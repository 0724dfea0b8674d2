//! Core identifiers: Token, Account, RebalanceNonce, AuctionId, Timestamp

use std::fmt;

/// A token identifier: up to 8 bytes of ASCII, stored inline.
///
/// Tokens are cheap to copy and compare, which matters because the
/// balance ledger and every lifecycle check is keyed by them.
#[derive(Clone, Copy, Debug, Default, PartialEq, Eq, PartialOrd, Ord, Hash)]
#[cfg_attr(feature = "serde", derive(serde::Serialize, serde::Deserialize))]
pub struct Token([u8; 8]);

impl Token {
    /// Create a token from a symbol string.
    ///
    /// # Panics
    /// Panics if the symbol is empty or longer than 8 bytes.
    pub fn new(symbol: &str) -> Self {
        assert!(
            !symbol.is_empty() && symbol.len() <= 8,
            "token symbol must be 1-8 bytes, got {:?}",
            symbol
        );
        let mut bytes = [0u8; 8];
        bytes[..symbol.len()].copy_from_slice(symbol.as_bytes());
        Token(bytes)
    }

    /// The symbol as a string slice.
    pub fn as_str(&self) -> &str {
        let end = self.0.iter().position(|&b| b == 0).unwrap_or(8);
        std::str::from_utf8(&self.0[..end]).unwrap_or("<invalid>")
    }
}

impl fmt::Display for Token {
    fn fmt(&self, f: &mut fmt::Formatter<'_>) -> fmt::Result {
        write!(f, "{}", self.as_str())
    }
}

/// Caller identity for role checks. Opaque to the engine.
#[derive(Clone, Copy, Debug, Default, PartialEq, Eq, Hash)]
#[cfg_attr(feature = "serde", derive(serde::Serialize, serde::Deserialize))]
pub struct Account(pub u64);

impl fmt::Display for Account {
    fn fmt(&self, f: &mut fmt::Formatter<'_>) -> fmt::Result {
        write!(f, "acct{}", self.0)
    }
}

/// Monotonically increasing rebalance identifier.
#[derive(Clone, Copy, Debug, Default, PartialEq, Eq, PartialOrd, Ord, Hash)]
#[cfg_attr(feature = "serde", derive(serde::Serialize, serde::Deserialize))]
pub struct RebalanceNonce(pub u64);

impl fmt::Display for RebalanceNonce {
    fn fmt(&self, f: &mut fmt::Formatter<'_>) -> fmt::Result {
        write!(f, "R{}", self.0)
    }
}

/// Unique auction identifier assigned by the engine.
#[derive(Clone, Copy, Debug, Default, PartialEq, Eq, PartialOrd, Ord, Hash)]
#[cfg_attr(feature = "serde", derive(serde::Serialize, serde::Deserialize))]
pub struct AuctionId(pub u64);

impl fmt::Display for AuctionId {
    fn fmt(&self, f: &mut fmt::Formatter<'_>) -> fmt::Result {
        write!(f, "A{}", self.0)
    }
}

/// Timestamp in seconds. Absolute; supplied by the caller on every
/// state-changing operation and checked against deadlines.
pub type Timestamp = u64;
--
WHAT YOU ARE ASKED TO DO - An exact copy of the lines from the one with "pub struct AuctionId(pub u64);" through the last line of the listing is the whole answer.

SOLUTION TO THE EXERCISE -
pub struct AuctionId(pub u64);

impl fmt::Display for AuctionId {
    fn fmt(&self, f: &mut fmt::Formatter<'_>) -> fmt::Result {
        write!(f, "A{}", self.0)
    }
}

/// Timestamp in seconds. Absolute; supplied by the caller on every
/// state-changing operation and checked against deadlines.
pub type Timestamp = u64;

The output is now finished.